What this task involves:
Beginning with the first line below, please restate each line exactly, down to and including the line containing "the calling user.".

=== Section Start ===

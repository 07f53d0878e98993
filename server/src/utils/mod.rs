pub mod error;
pub mod extract;
pub mod response;

pub use error::AppError;
pub use extract::{ApiJson, ApiPath, JsonOrDefault};
use tracing::{error, info};

use crate::auth::{Caller, IdentityError, Policy};
use crate::models::{Role, RoleCheck};
use crate::state::AppState;
use crate::utils::AppError;

/// Role of the calling user.
pub async fn check_admin(state: &AppState, caller: &Caller) -> Result<RoleCheck, AppError> {
    let user_id = state.gate.authorize(caller, Policy::Authenticated).await?;
    let role = state.gate.role_of(user_id).await;

    Ok(RoleCheck {
        user_id: user_id.to_string(),
        role,
        is_admin: role == Role::Admin,
    })
}

pub async fn set_role(
    state: &AppState,
    caller: &Caller,
    target_user_id: &str,
    role: &str,
) -> Result<(), AppError> {
    let user_id = state
        .gate
        .authorize(caller, Policy::Admin("assign roles"))
        .await?;
    let role: Role = role.parse().map_err(AppError::Validation)?;

    match state.gate.set_role(target_user_id, role).await {
        Ok(()) => {
            info!(admin_id = %user_id, target = %target_user_id, role = %role, "User role updated");
            Ok(())
        }
        Err(IdentityError::UserNotFound(_)) => Err(AppError::NotFound("User not found".to_string())),
        Err(e) => {
            error!(target = %target_user_id, error = %e, "Failed to update user role");
            Err(AppError::ExternalService("Failed to update user role".to_string()))
        }
    }
}
//! Helper coordination service: events, helper slots, signups and comments
//! behind an admin/ownership gate, with a calendar export per event.

pub mod actions;
pub mod auth;
pub mod config;
pub mod db;
pub mod handlers;
pub mod models;
pub mod routes;
pub mod state;
pub mod utils;
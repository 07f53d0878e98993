use chrono::{DateTime, Utc};
use serde::{Deserialize, Serialize};
use sqlx::FromRow;
use uuid::Uuid;

#[derive(Debug, Clone, PartialEq, Serialize, Deserialize, FromRow)]
#[serde(rename_all = "camelCase")]
pub struct Slot {
    pub id: Uuid,
    pub event_id: Uuid,
    pub label: Option<String>,
    /// Number of signups the slot accepts before it is full.
    pub needed_helpers: i32,
    pub created_at: DateTime<Utc>,
    pub updated_at: DateTime<Utc>,
}

#[derive(Debug, Clone, Deserialize)]
#[serde(rename_all = "camelCase")]
pub struct NewSlot {
    pub label: Option<String>,
    pub needed_helpers: i32,
}

#[derive(Debug, Clone, Default, Deserialize)]
#[serde(rename_all = "camelCase")]
pub struct SlotPatch {
    #[serde(default, deserialize_with = "super::clearable")]
    pub label: Option<Option<String>>,
    pub needed_helpers: Option<i32>,
}

/// Result of a capacity-aware slot update.
#[derive(Debug, Clone, PartialEq)]
pub enum SlotUpdate {
    Updated(Slot),
    Missing,
    /// The requested capacity is lower than the signups already taken.
    BelowSignups { taken: i64 },
}

impl Slot {
    pub fn apply(&mut self, patch: SlotPatch, now: DateTime<Utc>) {
        if let Some(label) = patch.label {
            self.label = label;
        }
        if let Some(needed_helpers) = patch.needed_helpers {
            self.needed_helpers = needed_helpers;
        }
        self.updated_at = now;
    }
}
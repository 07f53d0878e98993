use axum::extract::{Query, State};
use axum::http::{header, StatusCode};
use axum::response::{IntoResponse, Response};
use axum::Json;
use serde::{Deserialize, Serialize};
use uuid::Uuid;

use crate::actions::calendar;
use crate::state::AppState;

#[derive(Debug, Deserialize)]
#[serde(rename_all = "camelCase")]
pub struct IcalQuery {
    pub event_id: Option<String>,
}

#[derive(Serialize)]
struct IcalError {
    error: String,
}

fn bad_request(message: impl Into<String>) -> Response {
    let body = IcalError {
        error: message.into(),
    };
    (StatusCode::BAD_REQUEST, Json(body)).into_response()
}

/// `GET /api/ical?eventId=<id>`: downloads one event as an `.ics` file.
/// Every failure is answered with `400 {"error": ..}`.
pub async fn export_event(
    State(state): State<AppState>,
    Query(query): Query<IcalQuery>,
) -> Response {
    let Some(raw_id) = query.event_id.filter(|id| !id.trim().is_empty()) else {
        return bad_request("eventId is required");
    };
    let Ok(event_id) = Uuid::parse_str(raw_id.trim()) else {
        return bad_request("Event not found");
    };

    match calendar::export(&state, event_id).await {
        Ok(export) => (
            StatusCode::OK,
            [
                (header::CONTENT_TYPE, "text/calendar; charset=utf-8".to_string()),
                (
                    header::CONTENT_DISPOSITION,
                    format!("attachment; filename=\"{}\"", export.filename()),
                ),
            ],
            export.body,
        )
            .into_response(),
        Err(e) => {
            tracing::warn!(event_id = %event_id, error = %e, "Calendar export failed");
            bad_request(e.public_message())
        }
    }
}
use std::collections::HashMap;
use std::sync::RwLock;

use async_trait::async_trait;
use thiserror::Error;

use crate::models::{IdentityUser, Role};

#[derive(Debug, Error)]
pub enum IdentityError {
    #[error("identity request failed: {0}")]
    Request(#[from] reqwest::Error),

    #[error("identity provider returned status {status}")]
    Status { status: u16 },

    #[error("user not found: {0}")]
    UserNotFound(String),

    #[error("identity provider unavailable: {0}")]
    Unavailable(String),
}

/// The two operations the server needs from the identity service.
#[async_trait]
pub trait IdentityProvider: Send + Sync {
    async fn get_user(&self, user_id: &str) -> Result<IdentityUser, IdentityError>;
    async fn update_user_role(&self, user_id: &str, role: Role) -> Result<(), IdentityError>;
}

/// Roles kept in process memory. Unknown users are regular users.
#[derive(Default)]
pub struct StaticIdentityProvider {
    roles: RwLock<HashMap<String, Role>>,
}

impl StaticIdentityProvider {
    pub fn with_admins<I, S>(admin_ids: I) -> Self
    where
        I: IntoIterator<Item = S>,
        S: Into<String>,
    {
        let roles = admin_ids
            .into_iter()
            .map(|id| (id.into(), Role::Admin))
            .collect();
        Self {
            roles: RwLock::new(roles),
        }
    }
}

#[async_trait]
impl IdentityProvider for StaticIdentityProvider {
    async fn get_user(&self, user_id: &str) -> Result<IdentityUser, IdentityError> {
        let roles = self
            .roles
            .read()
            .map_err(|_| IdentityError::Unavailable("role table lock poisoned".to_string()))?;
        let role = roles.get(user_id).copied().unwrap_or(Role::User);
        Ok(IdentityUser {
            id: user_id.to_string(),
            role,
        })
    }

    async fn update_user_role(&self, user_id: &str, role: Role) -> Result<(), IdentityError> {
        let mut roles = self
            .roles
            .write()
            .map_err(|_| IdentityError::Unavailable("role table lock poisoned".to_string()))?;
        roles.insert(user_id.to_string(), role);
        Ok(())
    }
}

#[cfg(test)]
mod tests {
    use super::*;

    #[tokio::test]
    async fn test_static_provider_roles() {
        let provider = StaticIdentityProvider::with_admins(["user_admin"]);

        assert_eq!(provider.get_user("user_admin").await.unwrap().role, Role::Admin);
        assert_eq!(provider.get_user("someone").await.unwrap().role, Role::User);

        provider.update_user_role("someone", Role::Admin).await.unwrap();
        assert_eq!(provider.get_user("someone").await.unwrap().role, Role::Admin);
    }
}
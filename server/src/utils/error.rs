use axum::http::StatusCode;
use axum::response::{IntoResponse, Response};
use thiserror::Error;
use tracing::{debug, error, warn, Level};

use crate::db::StoreError;
use crate::utils::response::error as error_response;

#[derive(Debug, Error)]
pub enum AppError {
    #[error("Validation error: {0}")]
    Validation(String),

    #[error("Not authenticated")]
    NotAuthenticated,

    #[error("Access denied: {0}")]
    AccessDenied(String),

    #[error("Resource not found: {0}")]
    NotFound(String),

    #[error("Conflict: {0}")]
    Conflict(String),

    #[error("Persistence error")]
    Persistence(#[from] StoreError),

    #[error("External service error: {0}")]
    ExternalService(String),

    #[error("Internal server error")]
    Internal(String),
}

impl AppError {
    pub fn status_code(&self) -> StatusCode {
        match self {
            AppError::Validation(_) => StatusCode::BAD_REQUEST,
            AppError::NotAuthenticated => StatusCode::UNAUTHORIZED,
            AppError::AccessDenied(_) => StatusCode::FORBIDDEN,
            AppError::NotFound(_) => StatusCode::NOT_FOUND,
            AppError::Conflict(_) => StatusCode::CONFLICT,
            AppError::Persistence(_) => StatusCode::INTERNAL_SERVER_ERROR,
            AppError::ExternalService(_) => StatusCode::BAD_GATEWAY,
            AppError::Internal(_) => StatusCode::INTERNAL_SERVER_ERROR,
        }
    }

    pub fn code(&self) -> &'static str {
        match self {
            AppError::Validation(_) => "VALIDATION_ERROR",
            AppError::NotAuthenticated => "NOT_AUTHENTICATED",
            AppError::AccessDenied(_) => "ACCESS_DENIED",
            AppError::NotFound(_) => "NOT_FOUND",
            AppError::Conflict(_) => "CONFLICT",
            AppError::Persistence(_) => "PERSISTENCE_ERROR",
            AppError::ExternalService(_) => "EXTERNAL_SERVICE_ERROR",
            AppError::Internal(_) => "INTERNAL_SERVER_ERROR",
        }
    }

    /// Message safe to show to the caller. Storage and internal failures
    /// never expose their details.
    pub fn public_message(&self) -> String {
        match self {
            AppError::Validation(msg)
            | AppError::AccessDenied(msg)
            | AppError::NotFound(msg)
            | AppError::Conflict(msg)
            | AppError::ExternalService(msg)
            | AppError::Internal(msg) => msg.clone(),
            AppError::NotAuthenticated => "Not authenticated".to_string(),
            AppError::Persistence(_) => "A database error occurred".to_string(),
        }
    }

    /// Level at which the error is logged when turned into a response.
    /// Denials are logged by the identity gate, so they stay at debug here.
    pub fn log_level(&self) -> Level {
        match self {
            AppError::Persistence(_) | AppError::ExternalService(_) | AppError::Internal(_) => {
                Level::ERROR
            }
            AppError::NotAuthenticated => Level::WARN,
            AppError::AccessDenied(_)
            | AppError::Validation(_)
            | AppError::NotFound(_)
            | AppError::Conflict(_) => Level::DEBUG,
        }
    }

    fn log(&self) {
        match (self, self.log_level()) {
            (AppError::Persistence(e), _) => error!(error = ?e, "Persistence failure"),
            (_, Level::ERROR) => error!(error = ?self, "Application error"),
            (_, Level::WARN) => warn!(error = %self, "Request rejected"),
            _ => debug!(error = %self, "Request failed"),
        }
    }
}

impl IntoResponse for AppError {
    fn into_response(self) -> Response {
        let status = self.status_code();
        let code = self.code();

        // Log internal details
        self.log();

        error_response(code, self.public_message(), status)
    }
}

=== Section End ===

Output for this task:
repository 07f53d0878e98993
filename server/src/utils/mod.rs
pub mod error;
pub mod extract;
pub mod response;

pub use error::AppError;
pub use extract::{ApiJson, ApiPath, JsonOrDefault};
use tracing::{error, info};

use crate::auth::{Caller, IdentityError, Policy};
use crate::models::{Role, RoleCheck};
use crate::state::AppState;
use crate::utils::AppError;

/// Role of the calling user.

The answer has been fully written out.